Fear of schizophrenia engulfed Korean society last May when a man diagnosed with the disease stabbed a random woman to death in a public restroom in Gangnam. A slew of negative opinions about schizophrenia and negative media coverage followed soon after. Schizophrenics became synonymous with murderers and ‘scary people’.
But are they, in fact, scary? Have we tried to understand their situation? As an intern reporter and medical student, I asked myself these questions as I set out to experience what it was like to suffer from the disease first-hand.
On February 1st, I took part in a program hosted by Janssen that let its employees ‘become’ a schizophrenic through the use of Virtual Reality (VR) technology.
VR technology is in the spotlight for entertainment such as games and amusement park rides. However, it is rare to use the technology to illustrate a specific disease, and particularly mental diseases. Several programs exist to convey the experience of wearing an oxygen mask or sitting in a wheelchair, but Janssen’s program is the first to demonstrate a mental disease.
The experience began when I put on special glasses and earphones and instantly became a car mechanic suffering from schizophrenia.
A Day in the Life of a Car Mechanic
My name is Skit Z. Frasier. I hope I don’t make any mistakes today. People make fun of me when I make mistakes. I’m so anxious that I can’t even say hello. I speak in a low voice with no confidence.
Suddenly my colleague turns to me and says, “I have to fix another car, would you repair this car?”
I start repairing the car, but I hear whispering. The auditory hallucinations begin.
(Auditory hallucination) “Can Skit fix the car? I am sure he’ll make a mistake!”
(Auditory hallucination) “The boss is waiting to fire you, Skit. Make another mistake and it’s over.”
I try to ignore the whispering and stand in front of the car, but the voices keep talking sarcastically.
(Auditory hallucination) “Skit can’t even repair a car! What a fool!”
The sarcastic remarks from my colleagues begin to distort even my vision, and the car wheel starts to look strange.
I go back to the office and start watching TV. Suddenly, the reporter mentions my name.
“Breaking news: the President has requested a meeting with Mr. Skit Z. Frasier at the Blue House at 6p.m.. Mr. Frasier was the Executive of the National Intelligence Service and acts as the representative adviser for national defense. He is a strong candidate to be nominated as the National Defense Minister…”
The President wants to see me. Right, I’m the expert on national defense. I shouldn’t be working here.
(Auditory hallucination) “The President is waiting for you. Hurry up. Go to the Blue House.”
I need to hurry. The President is waiting for me.
I turned to my boss and said I had to go home due to a personal emergency. The boss asks what’s wrong. I tell him that the president is waiting for me.
“What are you talking about?” he asks. “The Blue House?”
(Auditory hallucination) “You don’t have much time. Go to the Blue House.”
An Eye-Opening Experience
The auditory and visual hallucinations in the program were reproduced based on remarks of a real patient and examined by a professional. In the program, I constantly felt the ‘pitiful’ eyes of my colleagues and heard my unconfident inner voice.
Many materials deal with similar topics, but few offer memorable in-depth stories. This program resonates with the participants for a long time, because they can experience the movements and discomfort of the patients themselves.
It was fascinating to see the use of VR in the medical field. Whereas we can see wounds of an injured patient or hear the cough of a pneumonia patient, it is impossible to hear auditory hallucinations of a schizophrenic. The experience was eye-opening because it let me experience first-hand the symptoms that schizophrenics deal with on a day-to-day basis.

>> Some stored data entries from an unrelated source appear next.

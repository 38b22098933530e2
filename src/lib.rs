//! Dodge Blast - a single-screen arcade shooter
//!
//! Core modules:
//! - `sim`: Deterministic simulation (entities, spawning, difficulty, buffs, tick)
//! - `renderer`: Shape generation and WebGPU pipeline
//! - `session`: Fixed-step driver wiring the simulation to its collaborators
//! - `persistence`: Key/value stores for the high score and settings
//! - `audio`: Sound effect sinks

pub mod audio;
pub mod highscores;
pub mod persistence;
pub mod renderer;
pub mod session;
pub mod settings;
pub mod sim;

pub use highscores::HighScore;
pub use session::Session;
pub use settings::Settings;

/// Game configuration constants
pub mod consts {
    /// Fixed simulation timestep in milliseconds (60 Hz, one tick per display frame)
    pub const SIM_DT_MS: f64 = 1000.0 / 60.0;
    /// Maximum substeps per frame to prevent spiral of death
    pub const MAX_SUBSTEPS: u32 = 8;
    /// Longest frame the session will try to catch up on (ms)
    pub const MAX_FRAME_MS: f64 = 100.0;

    /// Play field dimensions (pixels, origin top-left, y grows downward)
    pub const FIELD_WIDTH: f32 = 800.0;
    pub const FIELD_HEIGHT: f32 = 600.0;

    /// Player ship
    pub const PLAYER_SIZE: f32 = 40.0;
    /// Keyboard steering speed (pixels per tick)
    pub const PLAYER_SPEED: f32 = 7.0;
    /// Gap between the ship and the bottom edge
    pub const PLAYER_BOTTOM_MARGIN: f32 = 10.0;

    /// Bullets
    pub const BULLET_WIDTH: f32 = 5.0;
    pub const BULLET_HEIGHT: f32 = 15.0;
    /// Pixels per tick along the launch angle
    pub const BULLET_SPEED: f32 = 10.0;
    /// Side bullets of a triple shot fan out by this many degrees
    pub const TRIPLE_SHOT_SPREAD_DEG: f32 = 25.0;

    /// Enemies
    pub const ENEMY_SIZE: f32 = 30.0;
    /// Pixels per tick at a multiplier of 1.0
    pub const ENEMY_BASE_SPEED: f32 = 3.0;

    /// Power-ups
    pub const POWERUP_SIZE: f32 = 20.0;
    pub const POWERUP_SPEED: f32 = 2.0;

    /// Scoring
    pub const KILL_SCORE: i64 = 10;
    pub const MISS_PENALTY: i64 = 5;

    /// Shot cadence (ms between shots)
    pub const BASE_SHOT_INTERVAL_MS: f64 = 200.0;
    pub const SLOW_SHOT_INTERVAL_MS: f64 = 1000.0;
    pub const FAST_SHOT_INTERVAL_MS: f64 = BASE_SHOT_INTERVAL_MS / 5.0;
}

/// Convert degrees to radians
#[inline]
pub fn deg_to_rad(deg: f32) -> f32 {
    deg * std::f32::consts::PI / 180.0
}

/// Milliseconds to whole microseconds, rounded. Negative or non-finite spans
/// count as zero.
#[inline]
pub fn ms_to_us(ms: f64) -> u64 {
    if ms.is_finite() && ms > 0.0 {
        (ms * 1000.0).round() as u64
    } else {
        0
    }
}

#[inline]
pub fn us_to_ms(us: u64) -> f64 {
    us as f64 / 1000.0
}

/// Random horizontal spawn offset for an entity of the given width
#[inline]
pub fn random_spawn_x<R: rand::Rng + ?Sized>(rng: &mut R, width: f32) -> f32 {
    rng.random_range(0.0..consts::FIELD_WIDTH - width)
}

It helped me become more empathetic as I experienced the difficulties schizophrenics face in daily life due to their ‘distorted thinking processes’.
Schizophrenics often feel isolated because no one understands their auditory hallucinations. At the same time, they believe that someone might hurt them or imagine that someone is talking about them.
The widespread fear of schizophrenics could be alleviated by experiencing the patient’s symptoms and thinking processes. This could dispel fear and replace it with sympathy.
Janssen Korea said that the program is used to educate employees in the company, but plans to expand the program to the public. An officer at Janssen Korea said, “Through the use VR programs, I hope that we will be able to eliminate social prejudice against schizophrenia, and schizophrenia be regarded as a controllable chronic disease, not unlike diabetes or high blood pressure.”
I also thought schizophrenics were scary people before getting training in the psychiatry department. But my belief was wrong. They are not people to be scared of – they are scared people.